Catalyst design for the efficient CO2 reduction reaction (CO2RR) remains a crucial challenge for the conversion of CO2 to fuels. Natural Ni-Fe carbon monoxide dehydrogenase (NiFe-CODH) achieves reversible conversion of CO2 and CO at nearly thermodynamic equilibrium potential, which provides a template for developing CO2RR catalysts. However, compared with the natural enzyme, most biomimetic synthetic Ni-Fe complexes exhibit negligible CO2RR catalytic activities, which emphasizes the significance of effective bimetallic cooperation for CO2 activation.

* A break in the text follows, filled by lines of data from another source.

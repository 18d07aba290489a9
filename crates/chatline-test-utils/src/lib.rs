// SPDX-FileCopyrightText: 2026 Chatline Contributors
// SPDX-License-Identifier: MIT OR Apache-2.0

//! Test utilities for Chatline.
//!
//! Mock adapters for fast, deterministic tests without the LINE or OpenAI
//! APIs.
//!
//! # Components
//!
//! - [`MockProvider`] - completion provider with scripted replies and request capture
//! - [`MockEmbedder`] - deterministic text-to-vector embedder
//! - [`MockChannel`] - channel that captures outbound messages
//! - [`MemoryEventLog`] - event log kept in memory

pub mod mock_channel;
pub mod mock_embedder;
pub mod mock_event_log;
pub mod mock_provider;

pub use mock_channel::MockChannel;
pub use mock_embedder::MockEmbedder;
pub use mock_event_log::MemoryEventLog;
pub use mock_provider::MockProvider;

Enlightened by bimetallic synergy, we herein report a dinickel complex, (NiNiII)-Ni-II(bphpp)(AcO)(2) (where NiNi(bphpp) is derived from H(2)bphpp = 2,9-bis(5-tert-butyl-2-hydroxy-3-pyridylphenyl)-1,10-phenanthroline) for electrocatalytic reduction of CO2 to CO, which exhibits a remarkable reactivity approximately 5 times higher than that of the mononuclear Ni catalyst. Electrochemical and computational studies have revealed that the redox-active phenanthroline moiety effectively modulates the electron injection and transfer akin to the [Fe3S4] cluster in NiFe-CODH, and the secondary Ni site facilitates the C-O bond activation and cleavage through electron mediation and Lewis acid characteristics. Our work underscores the significant role of bimetallic cooperation in CO2 reduction catalysis and provides valuable guidance for the rational design of CO2RR catalysts.